Şeffaf braketlerin sararması durumu tamamen kişisel bakımla ilgilidir. Kliniğimizde 3 haftalık aralıklarla muayene çağırdığımız hastalar arasında sanki yeni takılmış gibi bakımına özen gösteren hastalar mevcut.
Diş telleri zaman zaman yanak ve dudakların iç kısımlarında tahrişler yapabilir. Bu durumda tahrişe sebep olan bölgeyi kurulayarak bal mumu yapıştırdığınızda hissedilen acı seviyesini en aza indirebilirsiniz.

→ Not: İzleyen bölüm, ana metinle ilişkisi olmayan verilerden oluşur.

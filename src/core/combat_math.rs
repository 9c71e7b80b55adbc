//! Shared combat math functions for the battle engine and simulator.
//!
//! These pure functions calculate combat outcomes without side effects.
//! Live battles, offline fast-forward and the simulator all go through them.

use crate::combat::types::{DamageType, Mitigation};
use crate::core::rng::RandomStream;

/// Result of a single damage roll before mitigation.
#[derive(Debug, Clone, Copy, PartialEq)]
pub struct AttackResult {
    /// Raw damage (after crit multiplier if applicable).
    pub damage: f64,
    /// Whether this roll was a critical hit.
    pub is_crit: bool,
}

/// Roll a crit for `base_damage` and apply the multiplier on success.
///
/// Consumes exactly one draw from `rng` whenever `crit_chance > 0`.
pub fn roll_attack(
    base_damage: f64,
    crit_chance: f64,
    crit_multiplier: f64,
    rng: &mut RandomStream,
) -> AttackResult {
    let is_crit = roll_crit(crit_chance, rng);
    let damage = if is_crit {
        base_damage * crit_multiplier
    } else {
        base_damage
    };
    AttackResult { damage, is_crit }
}

/// Roll for critical hit. `crit_chance` is a fraction in `0..=1`.
pub fn roll_crit(crit_chance: f64, rng: &mut RandomStream) -> bool {
    rng.roll(crit_chance)
}

/// Calculate actual damage taken after the target's mitigation.
///
/// Percentage reduction applies first, then flat defense. The result is rounded
/// to an integral amount.
pub fn mitigate(raw_damage: f64, damage_type: DamageType, mitigation: &Mitigation) -> u32 {
    if raw_damage <= 0.0 {
        return 0;
    }
    let reduction = mitigation.reduction_for(damage_type).clamp(0.0, 1.0);
    let reduced = (raw_damage * (1.0 - reduction)).round() as u32;
    reduced.saturating_sub(mitigation.flat)
}

/// Per-tick value of a periodic effect.
///
/// Haste never enters this formula: it changes tick cadence, not magnitude.
pub fn periodic_tick_value(
    base_value: f64,
    attack_power: f64,
    ap_coefficient: f64,
    spell_power: f64,
    sp_coefficient: f64,
    stacks: u32,
) -> f64 {
    let per_stack = base_value + attack_power * ap_coefficient + spell_power * sp_coefficient;
    per_stack * stacks.max(1) as f64
}

/// Interval after haste. `haste_percent` of 25 means 25% faster.
pub fn hasted_interval(interval: f64, haste_percent: f64) -> f64 {
    let factor = 1.0 + haste_percent.max(0.0) / 100.0;
    interval / factor
}

/// Apply damage to HP, returning remaining HP.
pub fn apply_damage(current_hp: u32, damage: u32) -> u32 {
    current_hp.saturating_sub(damage)
}

/// Check if entity is still alive.
pub fn is_alive(current_hp: u32) -> bool {
    current_hp > 0
}

#[cfg(test)]
mod tests {
    use super::*;

    #[test]
    fn test_mitigate_zero_mitigation_rounds() {
        assert_eq!(mitigate(59.6, DamageType::Physical, &Mitigation::none()), 60);
        assert_eq!(mitigate(0.0, DamageType::Fire, &Mitigation::none()), 0);
    }

    #[test]
    fn test_mitigate_uses_type_specific_reduction() {
        let m = Mitigation {
            armor: 0.5,
            resistance: 0.25,
            flat: 0,
        };
        assert_eq!(mitigate(100.0, DamageType::Physical, &m), 50);
        assert_eq!(mitigate(100.0, DamageType::Fire, &m), 75);
    }

    #[test]
    fn test_mitigate_flat_defense_saturates() {
        let m = Mitigation {
            armor: 0.0,
            resistance: 0.0,
            flat: 30,
        };
        assert_eq!(mitigate(20.0, DamageType::Physical, &m), 0);
        assert_eq!(mitigate(50.0, DamageType::Physical, &m), 20);
    }

    #[test]
    fn test_periodic_tick_value_scales_with_power_not_haste() {
        assert_eq!(periodic_tick_value(10.0, 0.0, 0.2, 0.0, 0.0, 1), 10.0);
        assert_eq!(periodic_tick_value(10.0, 200.0, 0.2, 0.0, 0.0, 1), 50.0);
        assert_eq!(periodic_tick_value(10.0, 0.0, 0.0, 100.0, 0.5, 2), 120.0);
    }

    #[test]
    fn test_hasted_interval() {
        assert_eq!(hasted_interval(2.0, 0.0), 2.0);
        assert_eq!(hasted_interval(2.0, 100.0), 1.0);
        assert_eq!(hasted_interval(2.0, -50.0), 2.0);
    }

    #[test]
    fn test_roll_attack_crit_always() {
        let mut rng = RandomStream::new(1);
        let result = roll_attack(10.0, 1.0, 2.5, &mut rng);
        assert!(result.is_crit);
        assert_eq!(result.damage, 25.0);
    }

    #[test]
    fn test_roll_attack_never_crits_at_zero() {
        let mut rng = RandomStream::new(1);
        for _ in 0..100 {
            let result = roll_attack(10.0, 0.0, 2.0, &mut rng);
            assert!(!result.is_crit);
            assert_eq!(result.damage, 10.0);
        }
    }

    #[test]
    fn test_apply_damage_saturates() {
        assert_eq!(apply_damage(50, 70), 0);
        assert!(!is_alive(apply_damage(50, 70)));
        assert!(is_alive(apply_damage(50, 20)));
    }
}
use crate::combat::aoe::AoeParams;
use crate::combat::types::{CombatantId, DamageType};
use crate::core::error::ConfigError;
use serde::{Deserialize, Serialize};

pub const BASIC_ATTACK_ID: &str = "basic_attack";

#[derive(Debug, Clone, Copy, PartialEq, Eq, Serialize, Deserialize)]
pub enum ProcTrigger {
    OnHit,
    OnCrit,
    OnSkillCast,
    OnKill,
    /// A periodic damage tick landed. Always sourced from a DoT.
    OnDotTick,
}

#[derive(Debug, Clone, Copy, PartialEq, Eq, Default, Serialize, Deserialize)]
pub enum SourceFilter {
    #[default]
    Any,
    SkillOnly,
}

/// Where a piece of damage (or a cast) came from.
#[derive(Debug, Clone, PartialEq, Eq, Serialize, Deserialize)]
pub enum DamageSource {
    BasicAttack,
    Skill(String),
    Dot(String),
    Proc(String),
}

impl DamageSource {
    /// Id used in tags and event records.
    pub fn label(&self) -> &str {
        match self {
            DamageSource::BasicAttack => BASIC_ATTACK_ID,
            DamageSource::Skill(id) | DamageSource::Dot(id) | DamageSource::Proc(id) => id,
        }
    }
}

#[derive(Debug, Clone, Copy, PartialEq, Eq, Default, Serialize, Deserialize)]
pub enum ProcBuffTarget {
    #[default]
    Caster,
    /// The enemy involved in the triggering event, falling back to the primary target.
    EventTarget,
}

#[derive(Debug, Clone, PartialEq, Serialize, Deserialize)]
pub enum ProcAction {
    ApplyBuff {
        buff_id: String,
        #[serde(default)]
        target: ProcBuffTarget,
    },
    DealDamage {
        value: f64,
        #[serde(default)]
        damage_type: DamageType,
    },
}

#[derive(Debug, Clone, PartialEq, Serialize, Deserialize)]
pub struct ProcDefinition {
    pub id: String,
    pub trigger: ProcTrigger,
    pub chance: f64,
    #[serde(default)]
    pub icd_seconds: f64,
    #[serde(default)]
    pub source_filter: SourceFilter,
    #[serde(default)]
    pub allow_from_dot: bool,
    #[serde(default)]
    pub damage_type_filter: Option<DamageType>,
    pub action: ProcAction,
    #[serde(default)]
    pub aoe: AoeParams,
}

impl ProcDefinition {
    pub fn new(id: impl Into<String>, trigger: ProcTrigger, chance: f64, action: ProcAction) -> Self {
        Self {
            id: id.into(),
            trigger,
            chance,
            icd_seconds: 0.0,
            source_filter: SourceFilter::Any,
            allow_from_dot: false,
            damage_type_filter: None,
            action,
            aoe: AoeParams::single(),
        }
    }

    pub fn apply_buff(
        id: impl Into<String>,
        trigger: ProcTrigger,
        chance: f64,
        buff_id: impl Into<String>,
        target: ProcBuffTarget,
    ) -> Self {
        Self::new(
            id,
            trigger,
            chance,
            ProcAction::ApplyBuff {
                buff_id: buff_id.into(),
                target,
            },
        )
    }

    pub fn deal_damage(
        id: impl Into<String>,
        trigger: ProcTrigger,
        chance: f64,
        value: f64,
        damage_type: DamageType,
    ) -> Self {
        Self::new(id, trigger, chance, ProcAction::DealDamage { value, damage_type })
    }

    pub fn with_icd(mut self, seconds: f64) -> Self {
        self.icd_seconds = seconds;
        self
    }

    pub fn skill_only(mut self) -> Self {
        self.source_filter = SourceFilter::SkillOnly;
        self
    }

    pub fn from_dots(mut self) -> Self {
        self.allow_from_dot = true;
        self
    }

    pub fn only_damage_type(mut self, damage_type: DamageType) -> Self {
        self.damage_type_filter = Some(damage_type);
        self
    }

    pub fn with_aoe(mut self, aoe: AoeParams) -> Self {
        self.aoe = aoe;
        self
    }

    pub fn validate(&self) -> Result<(), ConfigError> {
        let chance_ok = (0.0..=1.0).contains(&self.chance);
        let icd_ok = self.icd_seconds >= 0.0;
        if !chance_ok || !icd_ok {
            return Err(ConfigError::InvalidProc(self.id.clone()));
        }
        Ok(())
    }

    /// Whether this proc listens to the event described by `ctx`.
    pub fn matches(&self, ctx: &ProcContext) -> bool {
        if self.trigger != ctx.trigger {
            return false;
        }
        match &ctx.source {
            DamageSource::Proc(_) => return false,
            DamageSource::Dot(_)
                if !self.allow_from_dot && self.trigger != ProcTrigger::OnDotTick =>
            {
                return false
            }
            _ => {}
        }
        if self.source_filter == SourceFilter::SkillOnly
            && !matches!(ctx.source, DamageSource::Skill(_))
        {
            return false;
        }
        match self.damage_type_filter {
            Some(wanted) => ctx.damage_type == Some(wanted),
            None => true,
        }
    }
}

/// The event a proc evaluation reacts to.
#[derive(Debug, Clone, PartialEq)]
pub struct ProcContext {
    pub trigger: ProcTrigger,
    pub now: f64,
    pub source: DamageSource,
    pub damage_type: Option<DamageType>,
    pub target: Option<CombatantId>,
}

/// A proc that passed its roll, to be executed by the battle context.
#[derive(Debug, Clone, PartialEq)]
pub struct FiredProc {
    pub proc_id: String,
    pub action: ProcAction,
    pub aoe: AoeParams,
    pub target: Option<CombatantId>,
}

#[cfg(test)]
mod tests {
    use super::*;

    fn ctx(trigger: ProcTrigger, source: DamageSource) -> ProcContext {
        ProcContext {
            trigger,
            now: 0.0,
            source,
            damage_type: Some(DamageType::Fire),
            target: None,
        }
    }

    #[test]
    fn test_validate_chance_range() {
        let bad = ProcDefinition::deal_damage("x", ProcTrigger::OnHit, 1.5, 1.0, DamageType::Fire);
        assert!(bad.validate().is_err());
        let bad_icd = ProcDefinition::deal_damage("x", ProcTrigger::OnHit, 0.5, 1.0, DamageType::Fire)
            .with_icd(-1.0);
        assert!(bad_icd.validate().is_err());
    }

    #[test]
    fn test_matches_trigger_and_source_filter() {
        let def = ProcDefinition::deal_damage("p", ProcTrigger::OnHit, 1.0, 5.0, DamageType::Fire)
            .skill_only();
        assert!(def.matches(&ctx(ProcTrigger::OnHit, DamageSource::Skill("fireball".into()))));
        assert!(!def.matches(&ctx(ProcTrigger::OnHit, DamageSource::BasicAttack)));
        assert!(!def.matches(&ctx(ProcTrigger::OnCrit, DamageSource::Skill("fireball".into()))));
    }

    #[test]
    fn test_dot_sources_need_opt_in() {
        let def = ProcDefinition::deal_damage("p", ProcTrigger::OnHit, 1.0, 5.0, DamageType::Fire);
        let from_dot = ctx(ProcTrigger::OnHit, DamageSource::Dot("ignite".into()));
        assert!(!def.matches(&from_dot));
        assert!(def.clone().from_dots().matches(&from_dot));
    }

    #[test]
    fn test_dot_tick_trigger_accepts_dot_sources() {
        let def = ProcDefinition::deal_damage("p", ProcTrigger::OnDotTick, 1.0, 5.0, DamageType::Fire);
        assert!(def.matches(&ctx(ProcTrigger::OnDotTick, DamageSource::Dot("ignite".into()))));
    }

    #[test]
    fn test_proc_damage_never_chains() {
        let def = ProcDefinition::deal_damage("p", ProcTrigger::OnHit, 1.0, 5.0, DamageType::Fire)
            .from_dots();
        assert!(!def.matches(&ctx(ProcTrigger::OnHit, DamageSource::Proc("p".into()))));
    }

    #[test]
    fn test_damage_type_filter() {
        let def = ProcDefinition::deal_damage("p", ProcTrigger::OnHit, 1.0, 5.0, DamageType::Fire)
            .only_damage_type(DamageType::Frost);
        assert!(!def.matches(&ctx(ProcTrigger::OnHit, DamageSource::BasicAttack)));
    }

    #[test]
    fn test_source_labels() {
        assert_eq!(DamageSource::BasicAttack.label(), "basic_attack");
        assert_eq!(DamageSource::Dot("rend".into()).label(), "rend");
    }
}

Tel çıkartma işlemi herhangi bir şekilde uyuşturma işlemine ihtiyaç duymadan yapılan yaklaşık 30 dakika süren basit bir işlemdir
Tel tedavisi bittikten sonra pekiştirme tedavisi başlamaktadır. Pekiştirme tedavisi dişlerin yeni konumuna adapte olabilmesi için dişlerin iç kısmına koruyucu tellerin takılması ve hastaya pekiştirme plaklarının verilmesidir. Pekiştirme plaklarının tavsiye edildiği şekilde takılmadığı durumlarda ve periyodik kontrollere gelinmediği durumlarda dişler tekrar bozulabilir. Bu noktada hastanın tedavi bittiğinde de üzerine düşen sorumlulukları yerine getirmesi önemlidir. Aksi takdirde dişlerin tekrar bozulması kaçınılmaz olur.